We continue toward downtown and head to the center and the Martyrs’ Square statue of the Lebanese nationalist revolutionaries who were hanged by the Ottomans in 1919. Before the civil war, before I was born, the Martyrs’ Square area was known as Place
des Canons, or the Burj (“armory” in Arabic), and for anyone who has seen vintage postcards of downtown Beirut, that’s the big palm-tree-lined square surrounded by lively pedestrian sidewalks and bus-ringed streets. A popular old guidebook called
Lebanon Today
, found on the bookshelves of many Beirut homes, including ours—it was published, poignantly, in 1974, a year before the war started, and predicts on page 187 that “Lebanon will always remain a haven of peace and stability”—described downtown Beirut this way: “The visitor would be well advised to mingle with the crowds in the Place des Canons itself … then the souks—narrow streets, frequently roofed—where you are carried along by the crowd … People often come here just to drink a lemonade or a fruit drink or taste the pastries or other dainties which they eat as they walk along.”

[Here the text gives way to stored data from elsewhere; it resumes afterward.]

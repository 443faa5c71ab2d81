use serde::{Deserialize, Serialize};
use thiserror::Error;

/// Thresholds and iteration caps shared by every solver and the orchestrator.
///
/// The value is passed by reference into each solve; nothing in the crate
/// mutates it. Missing fields deserialize to their defaults so a front end
/// can override a single threshold.
#[derive(Debug, Clone, Copy, PartialEq, Serialize, Deserialize)]
#[serde(default)]
pub struct SolverSettings {
    /// Residual below which a run exits early as converged.
    pub tolerance: f64,
    /// Iteration cap for Newton and Levenberg-Marquardt.
    pub max_iterations: usize,
    /// Residual below which a stalled or capped run still reports `converged`.
    pub stall_acceptance: f64,
    /// Iteration cap for gradient descent.
    pub descent_max_iterations: usize,
    /// Re-verified residual needed to accept a Newton or LM result.
    pub verify_threshold: f64,
    /// Re-verified residual needed to accept a gradient descent result.
    pub descent_verify_threshold: f64,
    /// Number of leading guesses handed to gradient descent.
    pub descent_guess_limit: usize,
}

impl Default for SolverSettings {
    fn default() -> Self {
        Self {
            tolerance: 1e-8,
            max_iterations: 200,
            stall_acceptance: 1e-6,
            descent_max_iterations: 5000,
            verify_threshold: 1e-5,
            descent_verify_threshold: 1e-4,
            descent_guess_limit: 5,
        }
    }
}

#[derive(Debug, Clone, PartialEq, Error)]
pub enum SettingsError {
    #[error("{name} must be a positive finite number (got {value})")]
    InvalidThreshold { name: &'static str, value: f64 },
    #[error("{name} must be greater than zero")]
    ZeroCount { name: &'static str },
}

impl SolverSettings {
    pub fn validate(&self) -> Result<(), SettingsError> {
        let thresholds = [
            ("tolerance", self.tolerance),
            ("stall_acceptance", self.stall_acceptance),
            ("verify_threshold", self.verify_threshold),
            ("descent_verify_threshold", self.descent_verify_threshold),
        ];
        for (name, value) in thresholds {
            if !(value.is_finite() && value > 0.0) {
                return Err(SettingsError::InvalidThreshold { name, value });
            }
        }

        let counts = [
            ("max_iterations", self.max_iterations),
            ("descent_max_iterations", self.descent_max_iterations),
            ("descent_guess_limit", self.descent_guess_limit),
        ];
        for (name, value) in counts {
            if value == 0 {
                return Err(SettingsError::ZeroCount { name });
            }
        }

        Ok(())
    }
}

#[cfg(test)]
mod tests {
    use super::*;

    #[test]
    fn defaults_are_valid() {
        let settings = SolverSettings::default();
        assert!(settings.validate().is_ok());
        assert_eq!(settings.max_iterations, 200);
        assert_eq!(settings.descent_max_iterations, 5000);
        assert_eq!(settings.descent_guess_limit, 5);
    }

    #[test]
    fn thresholds_keep_their_ordering() {
        let s = SolverSettings::default();
        assert!(s.tolerance < s.stall_acceptance);
        assert!(s.stall_acceptance < s.verify_threshold);
        assert!(s.verify_threshold < s.descent_verify_threshold);
    }

    #[test]
    fn rejects_non_positive_threshold() {
        let settings = SolverSettings {
            verify_threshold: 0.0,
            ..SolverSettings::default()
        };
        let err = settings.validate().expect_err("expected error");
        assert_eq!(
            err,
            SettingsError::InvalidThreshold {
                name: "verify_threshold",
                value: 0.0
            }
        );
    }

    #[test]
    fn rejects_nan_tolerance() {
        let settings = SolverSettings {
            tolerance: f64::NAN,
            ..SolverSettings::default()
        };
        let message = format!("{}", settings.validate().expect_err("expected error"));
        assert!(message.contains("tolerance"));
    }

    #[test]
    fn rejects_zero_guess_limit() {
        let settings = SolverSettings {
            descent_guess_limit: 0,
            ..SolverSettings::default()
        };
        assert_eq!(
            settings.validate(),
            Err(SettingsError::ZeroCount {
                name: "descent_guess_limit"
            })
        );
    }

    #[test]
    fn partial_json_falls_back_to_defaults() {
        let settings: SolverSettings =
            serde_json::from_str(r#"{ "max_iterations": 50 }"#).expect("parse settings");
        assert_eq!(settings.max_iterations, 50);
        assert_eq!(settings.tolerance, 1e-8);
        assert_eq!(settings.descent_guess_limit, 5);
    }
}
//! # flowvakt Configuration System
//!
//! Layered configuration for the flow telemetry engine.
//!
//! ## Features
//! - **Unified Configuration**: one tree shared by every crate
//! - **Validation**: ranges and naming rules checked before anything starts
//! - **Environment Awareness**: per-environment overrides and `FLOWVAKT_*` variables

#![warn(unsafe_code)]
#![deny(rustdoc::broken_intra_doc_links)]

use std::path::Path;

use figment::{
    providers::{Env, Format, Serialized, Yaml},
    Figment,
};
use serde::{Deserialize, Serialize};
use validator::Validate;

mod capture;
mod core;
mod error;
mod telemetry;
mod validation;

pub use capture::CaptureConfig;
pub use core::{CoreConfig, EventBusConfig, FlowTableConfig};
pub use error::ConfigError;
pub use telemetry::TelemetryConfig;

const BASE_FILE: &str = "config/flowvakt.yaml";
const ENV_PREFIX: &str = "FLOWVAKT_";

/// Top‑level configuration container for all flowvakt components.
#[derive(Debug, Serialize, Deserialize, Validate, Default, Clone)]
pub struct FlowvaktConfig {
    /// Event bus and flow table sizing.
    #[serde(default)]
    #[validate(nested)]
    pub core: CoreConfig,

    /// Interface and directions to observe.
    #[serde(default)]
    #[validate(nested)]
    pub capture: CaptureConfig,

    /// Logging and reporting.
    #[serde(default)]
    #[validate(nested)]
    pub telemetry: TelemetryConfig,
}

impl FlowvaktConfig {
    /// Load configuration from default files and environment.
    ///
    /// Hierarchy:
    /// 1. Default Values
    /// 2. `config/flowvakt.yaml` - Base settings. If missing, defaults are used.
    /// 3. `config/<FLOWVAKT_ENV>.yaml` - Environment‑specific overrides.
    /// 4. `FLOWVAKT_*` environment variables, `__` separating sections.
    pub fn load() -> Result<Self, ConfigError> {
        let mut figment = Figment::from(Serialized::defaults(FlowvaktConfig::default()));

        if Path::new(BASE_FILE).exists() {
            figment = figment.merge(Yaml::file(BASE_FILE));
        }

        let env = std::env::var("FLOWVAKT_ENV").unwrap_or_else(|_| "production".into());
        let env_file = format!("config/{}.yaml", env);
        if Path::new(&env_file).exists() {
            figment = figment.merge(Yaml::file(env_file));
        }

        Self::extract(figment)
    }

    /// Load configuration from a specific file, on top of defaults.
    pub fn load_from_path<P: AsRef<Path>>(path: P) -> Result<Self, ConfigError> {
        let path = path.as_ref();
        if !path.exists() {
            return Err(ConfigError::FileNotFound(path.to_path_buf()));
        }

        let figment = Figment::from(Serialized::defaults(FlowvaktConfig::default()))
            .merge(Yaml::file(path));
        Self::extract(figment)
    }

    fn extract(figment: Figment) -> Result<Self, ConfigError> {
        let config: Self = figment
            .merge(Env::prefixed(ENV_PREFIX).ignore(&["ENV"]).split("__"))
            .extract()?;
        config.validate()?;
        Ok(config)
    }
}

#[cfg(test)]
mod tests {
    use super::*;
    use figment::Jail;

    #[test]
    fn full_config_validation() {
        let config = FlowvaktConfig::default();
        config.validate().expect("Default config should validate");
    }

    #[test]
    fn environment_override() {
        Jail::expect_with(|jail| {
            jail.set_env("FLOWVAKT_CORE__EVENT_BUS__CAPACITY", "8192");
            let config = FlowvaktConfig::load().unwrap();
            assert_eq!(config.core.event_bus.capacity, 8192);
            Ok(())
        });
    }

    #[test]
    fn layered_files() {
        Jail::expect_with(|jail| {
            jail.create_dir("config")?;
            jail.create_file(
                "config/flowvakt.yaml",
                r#"
capture:
  interface: br-lan
  buffer_size: 4MiB
  egress: false
core:
  flow_table:
    idle_timeout_secs: null
"#,
            )?;
            jail.create_file(
                "config/staging.yaml",
                "telemetry:\n  report_interval_secs: 30\n",
            )?;
            jail.set_env("FLOWVAKT_ENV", "staging");

            let config = FlowvaktConfig::load().unwrap();
            assert_eq!(config.capture.interface, "br-lan");
            assert_eq!(config.capture.buffer_size, 4 * 1024 * 1024);
            assert!(config.capture.ingress);
            assert!(!config.capture.egress);
            assert_eq!(config.core.flow_table.idle_timeout_secs, None);
            assert_eq!(config.core.flow_table.max_entries, 1 << 24);
            assert_eq!(config.telemetry.report_interval_secs, 30);
            Ok(())
        });
    }

    #[test]
    fn invalid_file_is_rejected() {
        Jail::expect_with(|jail| {
            jail.create_file(
                "flowvakt.yaml",
                "capture:\n  ingress: false\n  egress: false\n",
            )?;
            let err = FlowvaktConfig::load_from_path("flowvakt.yaml").unwrap_err();
            assert!(matches!(err, ConfigError::Validation(_)));
            Ok(())
        });
    }

    #[test]
    fn missing_file() {
        let err = FlowvaktConfig::load_from_path("/nonexistent/flowvakt.yaml").unwrap_err();
        assert!(matches!(err, ConfigError::FileNotFound(_)));
    }
}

But that prewar version of downtown Beirut hadn’t been around very long by the time that guidebook was written. The statue of the revolutionaries had only just been erected in 1960, and the lawn and street arrangement that characterized the square and its surroundings before the civil war had been inspired by relatively recent French urban planning trends of the late nineteenth and early twentieth centuries. In a place like Lebanon, though, wrecked then rebuilt so many times over the millennia, starting way back before it was even a real country, the shortlived recent past becomes as sepia-toned as the ancient, hazier one. I feel wistful about Place des Canons even though I was never alive to see the way downtown looked back then. The Martyrs’ Square reincarnation, with only that 1960 statue still present (albeit now bullet-ridden from the events of the 1970s and 1980s), has newer associations for the civil war generation like me. That part of downtown, a mostly flat and empty square ever since the
war, is where the so-called Cedar Revolution happened in 2005, as masses of Lebanese gathered to protest Syria’s postwar occupation of the country.

It’s pouring even harder now, and Richard and I are both drenched top to bottom, as we head through the square and toward the ancient Roman baths and the parliament building. I’d wanted this walk to surprise and enchant him, give him a taste of the city’s contrasts and complexity, but although he’s being a good sport, we’re both tired, soaked, and getting cranky.

On our walk, Richard has been transfixed by the noisy car-and-moped-crammed streets, the vendors selling fresh pomegranate juice and sesame bread from wheelbarrows, the chaotic mix of crumbling ruins and spanking-new buildings, and the sea that curves around, blue even on a rainy February day. But he’s annoyed with the nonexistent sidewalks and the impossibility of walking here without pausing to defend your life from a speeding car or a perilous pothole every seven seconds. It’s time for a break. He stops me at the next corner.

“Intense city, wow. Insane, and so cool, and exhausting. Drink?”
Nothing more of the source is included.